::: The records
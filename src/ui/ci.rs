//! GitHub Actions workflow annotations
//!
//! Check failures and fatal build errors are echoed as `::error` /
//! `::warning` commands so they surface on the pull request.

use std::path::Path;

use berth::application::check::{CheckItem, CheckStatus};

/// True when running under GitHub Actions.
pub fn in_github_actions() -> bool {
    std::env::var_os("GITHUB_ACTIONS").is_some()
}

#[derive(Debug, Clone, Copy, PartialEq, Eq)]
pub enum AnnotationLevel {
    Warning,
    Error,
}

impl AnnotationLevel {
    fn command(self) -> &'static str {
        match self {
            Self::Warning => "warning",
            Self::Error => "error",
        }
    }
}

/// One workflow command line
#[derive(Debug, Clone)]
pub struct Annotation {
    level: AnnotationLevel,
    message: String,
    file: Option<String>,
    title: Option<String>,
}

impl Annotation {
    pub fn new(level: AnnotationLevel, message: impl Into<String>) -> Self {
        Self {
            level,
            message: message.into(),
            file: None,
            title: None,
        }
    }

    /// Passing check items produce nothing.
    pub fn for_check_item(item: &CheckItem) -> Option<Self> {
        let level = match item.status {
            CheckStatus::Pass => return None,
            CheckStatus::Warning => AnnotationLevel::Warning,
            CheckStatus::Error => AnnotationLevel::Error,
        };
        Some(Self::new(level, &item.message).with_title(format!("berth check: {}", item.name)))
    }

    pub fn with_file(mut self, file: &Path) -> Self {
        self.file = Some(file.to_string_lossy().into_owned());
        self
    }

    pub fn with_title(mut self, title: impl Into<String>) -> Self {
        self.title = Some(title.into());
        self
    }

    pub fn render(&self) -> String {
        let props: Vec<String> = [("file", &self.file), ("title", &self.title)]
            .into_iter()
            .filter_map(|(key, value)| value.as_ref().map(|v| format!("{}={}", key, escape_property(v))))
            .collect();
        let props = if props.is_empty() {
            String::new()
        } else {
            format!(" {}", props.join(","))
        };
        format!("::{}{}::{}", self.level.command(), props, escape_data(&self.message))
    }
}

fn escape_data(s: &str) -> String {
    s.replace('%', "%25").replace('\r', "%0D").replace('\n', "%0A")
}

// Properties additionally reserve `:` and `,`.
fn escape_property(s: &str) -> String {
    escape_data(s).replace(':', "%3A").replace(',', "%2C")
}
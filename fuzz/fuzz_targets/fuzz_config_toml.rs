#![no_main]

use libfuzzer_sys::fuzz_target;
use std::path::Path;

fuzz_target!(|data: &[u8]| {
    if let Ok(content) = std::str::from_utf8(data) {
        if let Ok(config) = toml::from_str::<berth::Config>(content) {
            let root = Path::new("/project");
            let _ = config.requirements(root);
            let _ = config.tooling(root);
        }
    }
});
::::::
Task item:
Return each line of the data above verbatim.

Written reply:
filename src/ui/ci.rs
//! GitHub Actions workflow annotations
//!
//! Check failures and fatal build errors are echoed as `::error` /
//! `::warning` commands so they surface on the pull request.

use std::path::Path;

use berth::application::check::{CheckItem, CheckStatus};

/// True when running under GitHub Actions.
pub fn in_github_actions() -> bool {
    std::env::var_os("GITHUB_ACTIONS").is_some()
}

#[derive(Debug, Clone, Copy, PartialEq, Eq)]
pub enum AnnotationLevel {
    Warning,
    Error,
}

impl AnnotationLevel {
    fn command(self) -> &'static str {
        match self {
            Self::Warning => "warning",
            Self::Error => "error",
        }
    }
}

/// One workflow command line
#[derive(Debug, Clone)]
pub struct Annotation {
    level: AnnotationLevel,
    message: String,
    file: Option<String>,
    title: Option<String>,
}

impl Annotation {
    pub fn new(level: AnnotationLevel, message: impl Into<String>) -> Self {
        Self {
            level,
            message: message.into(),
            file: None,
            title: None,
        }
    }

    /// Passing check items produce nothing.
    pub fn for_check_item(item: &CheckItem) -> Option<Self> {
        let level = match item.status {
            CheckStatus::Pass => return None,
            CheckStatus::Warning => AnnotationLevel::Warning,
            CheckStatus::Error => AnnotationLevel::Error,
        };
        Some(Self::new(level, &item.message).with_title(format!("berth check: {}", item.name)))
    }

    pub fn with_file(mut self, file: &Path) -> Self {
        self.file = Some(file.to_string_lossy().into_owned());
        self
    }

    pub fn with_title(mut self, title: impl Into<String>) -> Self {
        self.title = Some(title.into());
        self
    }

    pub fn render(&self) -> String {
        let props: Vec<String> = [("file", &self.file), ("title", &self.title)]
            .into_iter()
            .filter_map(|(key, value)| value.as_ref().map(|v| format!("{}={}", key, escape_property(v))))
            .collect();
        let props = if props.is_empty() {
            String::new()
        } else {
            format!(" {}", props.join(","))
        };
        format!("::{}{}::{}", self.level.command(), props, escape_data(&self.message))
    }
}

fn escape_data(s: &str) -> String {
    s.replace('%', "%25").replace('\r', "%0D").replace('\n', "%0A")
}

// Properties additionally reserve `:` and `,`.
fn escape_property(s: &str) -> String {
    escape_data(s).replace(':', "%3A").replace(',', "%2C")
}
filename fuzz/fuzz_targets/fuzz_config_toml.rs
#![no_main]

use libfuzzer_sys::fuzz_target;
use std::path::Path;

fuzz_target!(|data: &[u8]| {
    if let Ok(content) = std::str::from_utf8(data) {
        if let Ok(config) = toml::from_str::<berth::Config>(content) {
            let root = Path::new("/project");
            let _ = config.requirements(root);
            let _ = config.tooling(root);
        }
    }
});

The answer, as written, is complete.